Continuous, Near Real-Time Evaluation of Air Quality Models: An Approach for the Rapid Scientific Evolution of Modeling Systems

Citation:

Eder, B., R. Gilliam, G. Pouliot, R. Mathur, AND Jon Pleim. Continuous, Near Real-Time Evaluation of Air Quality Models: An Approach for the Rapid Scientific Evolution of Modeling Systems. EM Magazine. Air and Waste Management Association, Pittsburgh, PA, , 1-6, (2017).

Impact/Purpose:

Air quality models are required to address increasingly complex issues related to the representation of multiple pollutants species across multiple spatiotemporal scales, as well as those related to the design and implementation of more stringent National Ambient Air Quality Standards (NAAQS) designed to protect human health and the environment. Historically, most modeling groups have evaluated retrospective, often annual length model simulations, summarizing the performance using monthly or seasonal statistical summaries.While essential and informative, such an approach often masks finer scale temporal (e.g., diurnal to weekly) and spatial (e.g., meso to synoptic) variability in the earth–atmosphere system and, hence, air quality. In order to maintain state-of-the-science in the model, as well as the models’ ability to address emerging environmental needs, it is crucial that innovative evaluation approaches are developed and utilized that will allow for more rapid testing and hence more efficient evolution of the modeling system’s science.

Description:

As the Environmental Protection Agency's flagship air pollution modeling system, the Community Multi-scale Air Quality (CMAQ) model is being required to address increasingly complex issues related to the representation of multiple pollutants species across multiple spatiotemporal scales as well as those related to the design and implementation of more stringent NAAQS designed to protect human health and the environment.

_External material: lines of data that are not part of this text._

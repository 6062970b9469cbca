//! Custom Askama template filters.
//!
//! Templates are compiled with askama's own escaper turned off and route every
//! user-supplied value through [`escape_html`], which emits named entities
//! (`&lt;`, not `&#60;`).

#![allow(clippy::unnecessary_wraps)]

use std::fmt::Display;

/// Escapes `&`, `<`, `>`, `"` and `'` for safe embedding in HTML text and
/// quoted attribute values.
///
/// Usage in templates: `{{ product.name|escape_html }}`
#[allow(clippy::unnecessary_wraps)]
#[askama::filter_fn]
pub fn escape_html(value: impl Display, _env: &dyn askama::Values) -> askama::Result<String> {
    Ok(html_escape(&value.to_string()))
}

/// Replace the five HTML-significant characters with entities.
#[must_use]
pub fn html_escape(input: &str) -> String {
    let mut escaped = String::with_capacity(input.len());
    for c in input.chars() {
        match c {
            '&' => escaped.push_str("&amp;"),
            '<' => escaped.push_str("&lt;"),
            '>' => escaped.push_str("&gt;"),
            '"' => escaped.push_str("&quot;"),
            '\'' => escaped.push_str("&#39;"),
            _ => escaped.push(c),
        }
    }
    escaped
}
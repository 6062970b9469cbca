//! Non-negative price in Brazilian reais, using decimal arithmetic.

use std::str::FromStr;
use std::sync::LazyLock;

use regex::Regex;
use rust_decimal::{Decimal, RoundingStrategy};
use serde::{Deserialize, Serialize};

/// Optional sign, digits with at most one dot, optional exponent. No digit
/// separators, no hex, no units.
static NUMBER_SHAPE: LazyLock<Regex> = LazyLock::new(|| {
    Regex::new(r"^[+-]?([0-9]+\.?[0-9]*|\.[0-9]+)([eE][+-]?[0-9]+)?$").expect("Invalid regex")
});

/// Parse a plain or scientific decimal, rejecting anything not shaped like
/// [`NUMBER_SHAPE`] (`rust_decimal` on its own also accepts `1_000`).
pub(crate) fn parse_number(input: &str) -> Option<Decimal> {
    if !NUMBER_SHAPE.is_match(input) {
        return None;
    }
    Decimal::from_str(input)
        .or_else(|_| Decimal::from_scientific(input))
        .ok()
}

/// Errors that can occur when parsing a [`Price`].
#[derive(thiserror::Error, Debug, Clone, PartialEq, Eq)]
pub enum PriceError {
    /// Nothing left after trimming.
    #[error("price cannot be empty")]
    Empty,
    /// The input is not a decimal number.
    #[error("price is not a number: {0:?}")]
    NotANumber(String),
    /// The amount is below zero.
    #[error("price cannot be negative")]
    Negative,
}

/// A non-negative price.
///
/// Form input may use either `.` or `,` as decimal separator (`12.90` and
/// `12,90` are the same price). Equality is numeric, so `12.90 == 12.9`.
#[derive(Debug, Clone, Copy, PartialEq, Eq, Hash, PartialOrd, Ord, Serialize, Deserialize)]
#[serde(transparent)]
pub struct Price(Decimal);

impl Price {
    /// Currency prefix used when displaying prices.
    pub const CURRENCY_SYMBOL: &'static str = "R$";

    /// Create a price from an amount.
    ///
    /// # Errors
    ///
    /// Returns [`PriceError::Negative`] if `amount` is below zero.
    pub fn new(amount: Decimal) -> Result<Self, PriceError> {
        if amount < Decimal::ZERO {
            return Err(PriceError::Negative);
        }
        // Collapse "-0" so it never displays with a sign.
        if amount.is_zero() {
            return Ok(Self(Decimal::ZERO));
        }
        Ok(Self(amount))
    }

    /// Parse a price as typed into the form.
    ///
    /// The first `,` is read as a decimal point and surrounding whitespace is
    /// ignored. Plain (`12.90`) and scientific (`1.29e1`) notation are both
    /// accepted.
    ///
    /// # Errors
    ///
    /// Returns an error if the input is blank, not a number, or negative.
    pub fn parse(raw: &str) -> Result<Self, PriceError> {
        let normalized = raw.replacen(',', ".", 1);
        let normalized = normalized.trim();
        if normalized.is_empty() {
            return Err(PriceError::Empty);
        }

        let amount = parse_number(normalized)
            .ok_or_else(|| PriceError::NotANumber(normalized.to_string()))?;

        Self::new(amount)
    }

    /// The numeric amount.
    #[must_use]
    pub const fn amount(&self) -> Decimal {
        self.0
    }
}

impl std::fmt::Display for Price {
    /// Formats as `R$ 12.90`: always two decimal places, dot separator.
    fn fmt(&self, f: &mut std::fmt::Formatter<'_>) -> std::fmt::Result {
        let rounded = self
            .0
            .round_dp_with_strategy(2, RoundingStrategy::MidpointAwayFromZero);
        write!(f, "{} {rounded:.2}", Self::CURRENCY_SYMBOL)
    }
}

impl FromStr for Price {
    type Err = PriceError;

    fn from_str(s: &str) -> Result<Self, Self::Err> {
        Self::parse(s)
    }
}

#[cfg(test)]
#[allow(clippy::unwrap_used)]
mod tests {
    use super::*;

    fn dec(s: &str) -> Decimal {
        Decimal::from_str(s).unwrap()
    }

    #[test]
    fn test_parse_dot_and_comma_separators() {
        assert_eq!(Price::parse("12.90").unwrap().amount(), dec("12.9"));
        assert_eq!(Price::parse("12,90").unwrap().amount(), dec("12.9"));
        assert_eq!(Price::parse("  7,5 ").unwrap().amount(), dec("7.5"));
        assert_eq!(Price::parse("0").unwrap().amount(), Decimal::ZERO);
    }

    #[test]
    fn test_parse_scientific_notation() {
        assert_eq!(Price::parse("1.29e1").unwrap().amount(), dec("12.9"));
    }

    #[test]
    fn test_parse_only_first_comma_is_a_separator() {
        assert!(matches!(
            Price::parse("1,234,50"),
            Err(PriceError::NotANumber(_))
        ));
    }

    #[test]
    fn test_parse_rejects_digit_separators() {
        for input in ["1_000", "1_0,5", "_1", "1_"] {
            assert!(
                matches!(Price::parse(input), Err(PriceError::NotANumber(_))),
                "{input:?}"
            );
        }
    }

    #[test]
    fn test_parse_number_shapes() {
        assert_eq!(parse_number("12.5"), Some(dec("12.5")));
        assert_eq!(parse_number("2e2"), Some(dec("200")));
        assert_eq!(parse_number("0x10"), None);
        assert_eq!(parse_number("1e"), None);
        assert_eq!(parse_number(""), None);
    }

    #[test]
    fn test_parse_empty() {
        assert_eq!(Price::parse(""), Err(PriceError::Empty));
        assert_eq!(Price::parse("   "), Err(PriceError::Empty));
    }

    #[test]
    fn test_parse_not_a_number() {
        assert!(matches!(Price::parse("abc"), Err(PriceError::NotANumber(_))));
        assert!(matches!(Price::parse("12.90 reais"), Err(PriceError::NotANumber(_))));
    }

    #[test]
    fn test_parse_negative() {
        assert_eq!(Price::parse("-1"), Err(PriceError::Negative));
        assert_eq!(Price::parse("-0,01"), Err(PriceError::Negative));
    }

    #[test]
    fn test_negative_zero_is_zero() {
        let price = Price::parse("-0").unwrap();
        assert_eq!(price.to_string(), "R$ 0.00");
    }

    #[test]
    fn test_display_two_decimals() {
        assert_eq!(Price::parse("12,9").unwrap().to_string(), "R$ 12.90");
        assert_eq!(Price::parse("3").unwrap().to_string(), "R$ 3.00");
        assert_eq!(Price::parse("0.125").unwrap().to_string(), "R$ 0.13");
    }
}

Historically, the Atmospheric Modeling and Analysis Division (now the Computational Exposure Division) has evaluated retrospective, often annual length, simulations of CMAQ, summarizing the performance using monthly or seasonal statistical summaries. While requisite and informative, such an approach often masks finer scale temporal (i.e. diurnal to weekly) and spatial (meso to synoptic) variability that influences the atmosphere and hence air quality. In order to maintain CMAQ’s state-of-the-science status, as well as its ability to address emerging Agency needs, it is crucial that innovative evaluation approaches are developed and utilized that will allow for more rapid testing and hence more efficient evolution of the modeling system’s science. Accordingly, the Divison began running CMAQ continuously and in near real-time (CMAQ-NRT) in 2014. Division scientists from both the development and evaluation branches responsible for CMAQ gather in bi-weekly meetings to examine and discuss the model’s performance (at finer spatial and temporal scales) while antecedent meteorological and air quality conditions remain familiar. This allows for immediate and ongoing analysis, thereby facilitating model evaluation (both performance and diagnostic) of PM2.5 (mass only) and O3 concentration. Observational data obtained from EPA’s Air Quality System (AQS) are used in the evaluation incorporating roughly 450 PM2.5 mass and 950 O3 monitors. The CMAQ-NRT evaluation is limited to PM2.5 mass because of the considerable lag time associated with the collection, processing and dissemination of the speciated PM2.5 observations. Results are examined using a variety of statistical and visualization tools and have led improvements across pollutants (PM2.5 and O3 concentrations), years (2014, 2015 and 2016) and meteorological, chemical and emissions processes. Additionally, output from CMAQ-NRT is being archived and has been made available for immediate dissemination to scientists across EPA and external agencies.

Record Details:

Record Type:DOCUMENT( JOURNAL/ PEER REVIEWED JOURNAL)
Product Published Date:04/01/2017
Record Last Revised:12/21/2018
OMB Category:Other
Record ID: 343702